• _Record excerpts_
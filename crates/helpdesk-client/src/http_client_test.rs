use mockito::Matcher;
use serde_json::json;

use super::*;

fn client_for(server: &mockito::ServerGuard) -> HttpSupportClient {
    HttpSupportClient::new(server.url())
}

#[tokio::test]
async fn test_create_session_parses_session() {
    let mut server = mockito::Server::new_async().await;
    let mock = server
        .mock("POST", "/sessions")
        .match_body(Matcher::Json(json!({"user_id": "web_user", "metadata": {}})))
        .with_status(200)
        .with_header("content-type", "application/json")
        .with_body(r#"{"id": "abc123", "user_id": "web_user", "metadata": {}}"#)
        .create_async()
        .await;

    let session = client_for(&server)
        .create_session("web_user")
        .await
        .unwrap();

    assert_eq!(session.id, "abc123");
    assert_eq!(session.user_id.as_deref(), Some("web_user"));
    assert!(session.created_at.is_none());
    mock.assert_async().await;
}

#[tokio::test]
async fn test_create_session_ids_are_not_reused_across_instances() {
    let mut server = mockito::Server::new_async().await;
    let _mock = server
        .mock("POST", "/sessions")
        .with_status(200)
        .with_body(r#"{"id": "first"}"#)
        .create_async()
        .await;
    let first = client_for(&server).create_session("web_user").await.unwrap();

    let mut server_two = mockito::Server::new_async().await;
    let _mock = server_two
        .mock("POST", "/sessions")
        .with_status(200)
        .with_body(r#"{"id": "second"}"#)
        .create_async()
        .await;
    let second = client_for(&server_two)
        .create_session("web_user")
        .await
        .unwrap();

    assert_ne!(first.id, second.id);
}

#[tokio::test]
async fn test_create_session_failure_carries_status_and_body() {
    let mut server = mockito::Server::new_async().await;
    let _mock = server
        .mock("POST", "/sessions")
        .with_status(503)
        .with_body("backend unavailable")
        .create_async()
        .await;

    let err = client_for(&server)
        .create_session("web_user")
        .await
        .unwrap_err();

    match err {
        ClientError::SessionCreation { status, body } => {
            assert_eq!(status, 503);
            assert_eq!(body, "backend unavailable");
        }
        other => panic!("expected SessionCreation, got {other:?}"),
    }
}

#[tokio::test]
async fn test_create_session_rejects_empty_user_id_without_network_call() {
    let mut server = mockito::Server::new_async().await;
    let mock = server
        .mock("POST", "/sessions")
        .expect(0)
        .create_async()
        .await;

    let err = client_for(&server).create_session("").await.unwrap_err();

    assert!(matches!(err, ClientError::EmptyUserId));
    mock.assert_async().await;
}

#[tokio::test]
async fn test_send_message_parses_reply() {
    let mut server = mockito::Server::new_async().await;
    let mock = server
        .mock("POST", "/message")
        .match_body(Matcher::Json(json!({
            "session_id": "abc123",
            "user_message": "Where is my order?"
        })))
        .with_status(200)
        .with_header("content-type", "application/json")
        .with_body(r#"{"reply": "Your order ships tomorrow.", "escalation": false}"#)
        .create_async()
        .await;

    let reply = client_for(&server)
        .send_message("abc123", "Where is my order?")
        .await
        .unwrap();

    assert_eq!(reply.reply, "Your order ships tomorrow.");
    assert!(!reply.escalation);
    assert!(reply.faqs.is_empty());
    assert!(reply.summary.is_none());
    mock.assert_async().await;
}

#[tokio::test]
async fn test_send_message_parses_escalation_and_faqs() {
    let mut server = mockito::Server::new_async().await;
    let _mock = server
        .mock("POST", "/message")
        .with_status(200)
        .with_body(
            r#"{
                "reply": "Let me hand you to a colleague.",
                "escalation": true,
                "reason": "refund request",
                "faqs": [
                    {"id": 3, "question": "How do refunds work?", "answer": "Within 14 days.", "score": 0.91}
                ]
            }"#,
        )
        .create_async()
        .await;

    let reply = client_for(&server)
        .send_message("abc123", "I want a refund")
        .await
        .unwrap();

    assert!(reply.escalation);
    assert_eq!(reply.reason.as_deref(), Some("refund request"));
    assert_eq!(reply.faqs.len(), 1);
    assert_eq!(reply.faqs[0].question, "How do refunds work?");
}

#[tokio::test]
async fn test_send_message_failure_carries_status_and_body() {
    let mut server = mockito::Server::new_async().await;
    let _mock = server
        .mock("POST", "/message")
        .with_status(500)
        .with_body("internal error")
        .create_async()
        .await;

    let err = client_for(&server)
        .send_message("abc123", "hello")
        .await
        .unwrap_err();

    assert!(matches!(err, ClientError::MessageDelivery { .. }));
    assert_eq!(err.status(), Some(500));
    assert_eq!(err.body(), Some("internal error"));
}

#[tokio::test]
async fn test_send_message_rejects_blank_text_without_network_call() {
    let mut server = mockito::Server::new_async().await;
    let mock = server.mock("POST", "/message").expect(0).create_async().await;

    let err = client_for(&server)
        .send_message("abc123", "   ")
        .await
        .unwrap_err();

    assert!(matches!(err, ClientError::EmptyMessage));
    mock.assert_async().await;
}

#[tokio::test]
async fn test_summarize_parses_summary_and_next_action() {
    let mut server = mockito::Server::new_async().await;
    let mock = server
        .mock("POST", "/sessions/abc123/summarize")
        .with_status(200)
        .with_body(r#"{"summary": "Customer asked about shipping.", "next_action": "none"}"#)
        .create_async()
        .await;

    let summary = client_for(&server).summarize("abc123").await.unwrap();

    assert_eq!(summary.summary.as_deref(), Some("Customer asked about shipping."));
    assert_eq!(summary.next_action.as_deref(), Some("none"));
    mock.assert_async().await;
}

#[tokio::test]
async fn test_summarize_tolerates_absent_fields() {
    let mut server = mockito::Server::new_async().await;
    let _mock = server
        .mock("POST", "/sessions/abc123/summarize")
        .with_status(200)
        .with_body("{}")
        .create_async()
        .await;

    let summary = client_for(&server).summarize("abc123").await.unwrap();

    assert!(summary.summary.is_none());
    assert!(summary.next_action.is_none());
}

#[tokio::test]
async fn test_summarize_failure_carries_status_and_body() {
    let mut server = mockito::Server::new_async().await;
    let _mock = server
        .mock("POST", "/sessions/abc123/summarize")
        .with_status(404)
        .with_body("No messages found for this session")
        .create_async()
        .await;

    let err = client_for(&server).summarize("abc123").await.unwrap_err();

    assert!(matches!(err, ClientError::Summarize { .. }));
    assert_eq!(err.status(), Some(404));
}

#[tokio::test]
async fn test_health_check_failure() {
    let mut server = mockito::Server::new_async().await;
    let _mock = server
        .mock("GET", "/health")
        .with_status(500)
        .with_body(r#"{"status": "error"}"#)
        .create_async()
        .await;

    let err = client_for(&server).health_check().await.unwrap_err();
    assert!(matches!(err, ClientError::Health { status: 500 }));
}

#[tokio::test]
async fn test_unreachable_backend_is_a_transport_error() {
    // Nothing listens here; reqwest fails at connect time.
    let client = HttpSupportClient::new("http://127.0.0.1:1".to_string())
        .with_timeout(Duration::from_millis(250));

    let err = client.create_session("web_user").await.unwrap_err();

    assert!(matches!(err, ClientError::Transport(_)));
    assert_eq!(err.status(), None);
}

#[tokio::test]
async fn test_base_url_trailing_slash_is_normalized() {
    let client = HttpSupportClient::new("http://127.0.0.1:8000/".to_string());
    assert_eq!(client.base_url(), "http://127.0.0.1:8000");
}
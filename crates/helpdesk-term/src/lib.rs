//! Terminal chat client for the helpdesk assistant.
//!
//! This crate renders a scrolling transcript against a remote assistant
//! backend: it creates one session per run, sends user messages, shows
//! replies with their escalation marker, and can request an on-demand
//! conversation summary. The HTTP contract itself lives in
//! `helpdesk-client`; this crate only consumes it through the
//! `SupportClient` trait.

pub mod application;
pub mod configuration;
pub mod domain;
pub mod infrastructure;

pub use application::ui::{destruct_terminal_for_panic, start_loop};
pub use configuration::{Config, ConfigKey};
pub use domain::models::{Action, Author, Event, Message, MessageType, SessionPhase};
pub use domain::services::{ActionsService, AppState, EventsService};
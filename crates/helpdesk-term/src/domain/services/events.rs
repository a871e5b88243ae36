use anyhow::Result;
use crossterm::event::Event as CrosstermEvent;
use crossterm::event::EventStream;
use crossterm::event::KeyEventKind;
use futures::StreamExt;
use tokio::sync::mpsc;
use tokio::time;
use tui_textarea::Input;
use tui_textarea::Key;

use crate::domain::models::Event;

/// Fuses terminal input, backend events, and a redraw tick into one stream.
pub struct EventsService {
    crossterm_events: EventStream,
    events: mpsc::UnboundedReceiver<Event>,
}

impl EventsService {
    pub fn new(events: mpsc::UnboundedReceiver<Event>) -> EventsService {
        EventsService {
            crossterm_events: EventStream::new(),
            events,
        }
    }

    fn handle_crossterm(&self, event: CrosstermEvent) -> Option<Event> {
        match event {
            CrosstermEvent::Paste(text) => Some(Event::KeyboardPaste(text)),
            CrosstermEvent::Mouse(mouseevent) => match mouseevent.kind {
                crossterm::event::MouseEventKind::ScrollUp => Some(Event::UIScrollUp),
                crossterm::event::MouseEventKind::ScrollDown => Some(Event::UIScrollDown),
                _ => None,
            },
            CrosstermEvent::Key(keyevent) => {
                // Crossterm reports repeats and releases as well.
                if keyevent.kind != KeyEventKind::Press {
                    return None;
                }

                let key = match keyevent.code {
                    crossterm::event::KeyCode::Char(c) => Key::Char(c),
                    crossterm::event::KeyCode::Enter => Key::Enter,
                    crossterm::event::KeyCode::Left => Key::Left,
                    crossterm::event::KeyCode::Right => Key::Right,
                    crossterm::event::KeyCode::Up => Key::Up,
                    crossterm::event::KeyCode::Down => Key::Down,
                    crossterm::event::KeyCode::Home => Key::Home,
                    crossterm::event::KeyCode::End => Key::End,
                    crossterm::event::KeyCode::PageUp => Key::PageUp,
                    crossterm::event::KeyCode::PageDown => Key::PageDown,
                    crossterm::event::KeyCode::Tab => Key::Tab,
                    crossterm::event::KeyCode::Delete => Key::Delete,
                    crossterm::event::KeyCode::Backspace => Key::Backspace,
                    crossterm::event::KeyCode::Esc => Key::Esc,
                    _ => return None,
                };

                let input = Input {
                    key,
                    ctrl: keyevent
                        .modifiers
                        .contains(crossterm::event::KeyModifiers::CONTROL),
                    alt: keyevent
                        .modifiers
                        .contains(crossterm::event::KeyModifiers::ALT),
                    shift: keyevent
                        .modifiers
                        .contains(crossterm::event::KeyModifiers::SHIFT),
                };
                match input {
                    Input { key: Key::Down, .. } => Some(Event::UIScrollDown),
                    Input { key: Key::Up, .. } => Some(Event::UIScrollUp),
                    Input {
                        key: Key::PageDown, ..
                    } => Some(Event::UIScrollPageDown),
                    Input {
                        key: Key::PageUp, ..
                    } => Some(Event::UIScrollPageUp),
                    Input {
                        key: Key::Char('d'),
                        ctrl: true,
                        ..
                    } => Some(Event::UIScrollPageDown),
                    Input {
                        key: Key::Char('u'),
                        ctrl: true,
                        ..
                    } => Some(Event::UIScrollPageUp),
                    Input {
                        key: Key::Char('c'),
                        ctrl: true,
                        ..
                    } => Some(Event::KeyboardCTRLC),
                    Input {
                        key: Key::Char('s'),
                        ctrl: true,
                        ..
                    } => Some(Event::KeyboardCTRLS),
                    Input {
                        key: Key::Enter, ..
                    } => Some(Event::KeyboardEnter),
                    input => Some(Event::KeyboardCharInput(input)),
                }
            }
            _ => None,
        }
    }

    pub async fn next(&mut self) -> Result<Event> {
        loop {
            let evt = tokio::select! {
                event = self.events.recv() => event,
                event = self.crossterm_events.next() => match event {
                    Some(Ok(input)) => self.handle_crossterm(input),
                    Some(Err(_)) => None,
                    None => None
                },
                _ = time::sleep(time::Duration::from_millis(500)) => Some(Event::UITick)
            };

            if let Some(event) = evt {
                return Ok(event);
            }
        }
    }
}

• _Action item_
Which of the lines in the material carry the string "Your"? Pull them out.

• _Reply_
        .with_body(r#"{"reply": "Your order ships tomorrow.", "escalation": false}"#)
    assert_eq!(reply.reply, "Your order ships tomorrow.");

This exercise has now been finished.